----- Study material

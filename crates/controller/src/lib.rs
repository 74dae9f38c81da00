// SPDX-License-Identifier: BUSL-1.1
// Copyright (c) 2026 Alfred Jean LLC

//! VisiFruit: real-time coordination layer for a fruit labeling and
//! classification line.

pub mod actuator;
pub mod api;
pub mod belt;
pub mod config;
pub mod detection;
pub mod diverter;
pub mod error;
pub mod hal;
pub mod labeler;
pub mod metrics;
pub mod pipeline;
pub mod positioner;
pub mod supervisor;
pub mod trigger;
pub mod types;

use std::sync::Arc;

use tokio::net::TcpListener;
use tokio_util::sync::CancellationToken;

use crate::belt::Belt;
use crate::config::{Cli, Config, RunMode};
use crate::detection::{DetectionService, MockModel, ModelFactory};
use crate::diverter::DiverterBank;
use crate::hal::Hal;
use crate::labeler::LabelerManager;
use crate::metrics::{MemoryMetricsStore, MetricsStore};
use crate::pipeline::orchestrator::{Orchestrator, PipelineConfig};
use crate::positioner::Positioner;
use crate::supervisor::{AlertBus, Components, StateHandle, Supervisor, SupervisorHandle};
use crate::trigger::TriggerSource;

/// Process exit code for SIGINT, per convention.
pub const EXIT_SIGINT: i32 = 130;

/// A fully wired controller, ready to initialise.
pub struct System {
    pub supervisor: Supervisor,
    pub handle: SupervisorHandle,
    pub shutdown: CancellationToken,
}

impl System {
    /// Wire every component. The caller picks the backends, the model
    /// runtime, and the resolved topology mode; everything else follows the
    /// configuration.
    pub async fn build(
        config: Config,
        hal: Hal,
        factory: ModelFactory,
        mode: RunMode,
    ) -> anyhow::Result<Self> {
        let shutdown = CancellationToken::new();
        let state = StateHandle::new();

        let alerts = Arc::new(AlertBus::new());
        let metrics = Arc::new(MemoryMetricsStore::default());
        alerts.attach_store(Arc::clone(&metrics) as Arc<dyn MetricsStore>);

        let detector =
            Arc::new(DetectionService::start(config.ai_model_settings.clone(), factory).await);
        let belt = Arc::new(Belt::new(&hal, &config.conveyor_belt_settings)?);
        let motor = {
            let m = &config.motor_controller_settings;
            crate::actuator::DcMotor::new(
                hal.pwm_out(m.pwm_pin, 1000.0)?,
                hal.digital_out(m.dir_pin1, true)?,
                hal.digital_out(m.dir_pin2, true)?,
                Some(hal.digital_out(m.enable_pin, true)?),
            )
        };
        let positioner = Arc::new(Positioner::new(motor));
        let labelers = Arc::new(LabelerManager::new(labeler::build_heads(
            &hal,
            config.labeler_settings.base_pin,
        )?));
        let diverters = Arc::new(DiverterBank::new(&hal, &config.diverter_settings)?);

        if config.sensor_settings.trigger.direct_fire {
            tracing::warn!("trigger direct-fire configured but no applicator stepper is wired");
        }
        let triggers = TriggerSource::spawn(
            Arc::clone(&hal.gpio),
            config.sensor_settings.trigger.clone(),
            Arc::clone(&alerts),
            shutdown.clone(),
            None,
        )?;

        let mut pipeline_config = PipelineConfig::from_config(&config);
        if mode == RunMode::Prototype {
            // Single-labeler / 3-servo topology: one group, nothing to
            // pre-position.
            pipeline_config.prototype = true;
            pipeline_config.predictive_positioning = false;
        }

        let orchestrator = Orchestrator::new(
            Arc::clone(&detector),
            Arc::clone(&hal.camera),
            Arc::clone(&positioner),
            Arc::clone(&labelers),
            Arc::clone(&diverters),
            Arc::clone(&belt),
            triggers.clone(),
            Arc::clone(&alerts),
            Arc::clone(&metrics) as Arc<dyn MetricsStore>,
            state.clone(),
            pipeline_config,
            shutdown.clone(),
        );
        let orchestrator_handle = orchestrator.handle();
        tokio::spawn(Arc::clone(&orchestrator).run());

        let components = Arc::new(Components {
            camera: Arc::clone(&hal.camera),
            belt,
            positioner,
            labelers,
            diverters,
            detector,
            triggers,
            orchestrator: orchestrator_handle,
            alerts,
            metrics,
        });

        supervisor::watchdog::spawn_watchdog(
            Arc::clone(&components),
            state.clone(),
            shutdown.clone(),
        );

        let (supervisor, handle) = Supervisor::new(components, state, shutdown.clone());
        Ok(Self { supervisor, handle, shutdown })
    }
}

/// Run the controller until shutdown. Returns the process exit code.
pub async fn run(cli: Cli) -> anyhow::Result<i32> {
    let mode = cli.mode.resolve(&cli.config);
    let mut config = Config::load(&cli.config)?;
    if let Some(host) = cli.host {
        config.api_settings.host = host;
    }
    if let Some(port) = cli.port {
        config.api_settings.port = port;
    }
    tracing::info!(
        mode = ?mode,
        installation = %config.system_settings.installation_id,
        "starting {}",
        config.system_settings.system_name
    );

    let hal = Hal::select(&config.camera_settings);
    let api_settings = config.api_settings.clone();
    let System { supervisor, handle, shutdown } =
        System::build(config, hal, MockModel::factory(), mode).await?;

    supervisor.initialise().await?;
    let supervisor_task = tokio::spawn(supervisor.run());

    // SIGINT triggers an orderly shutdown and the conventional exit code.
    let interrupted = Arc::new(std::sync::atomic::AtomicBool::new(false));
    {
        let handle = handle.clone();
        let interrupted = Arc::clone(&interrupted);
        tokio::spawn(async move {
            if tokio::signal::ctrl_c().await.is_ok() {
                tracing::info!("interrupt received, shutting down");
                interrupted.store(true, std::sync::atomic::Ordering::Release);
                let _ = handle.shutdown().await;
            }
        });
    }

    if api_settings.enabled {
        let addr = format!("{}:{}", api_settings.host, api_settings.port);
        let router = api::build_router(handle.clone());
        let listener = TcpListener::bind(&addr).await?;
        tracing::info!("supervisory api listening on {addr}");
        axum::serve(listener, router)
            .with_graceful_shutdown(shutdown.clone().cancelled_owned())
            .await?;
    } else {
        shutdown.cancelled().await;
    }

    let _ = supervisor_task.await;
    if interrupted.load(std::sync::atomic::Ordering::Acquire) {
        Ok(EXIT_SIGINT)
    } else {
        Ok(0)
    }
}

----------

• **What you are asked to do**:
The answer consists of the lines above that include the word "TriggerSource", each copied exactly.

• **Your response**:
use crate::trigger::TriggerSource;
        let triggers = TriggerSource::spawn(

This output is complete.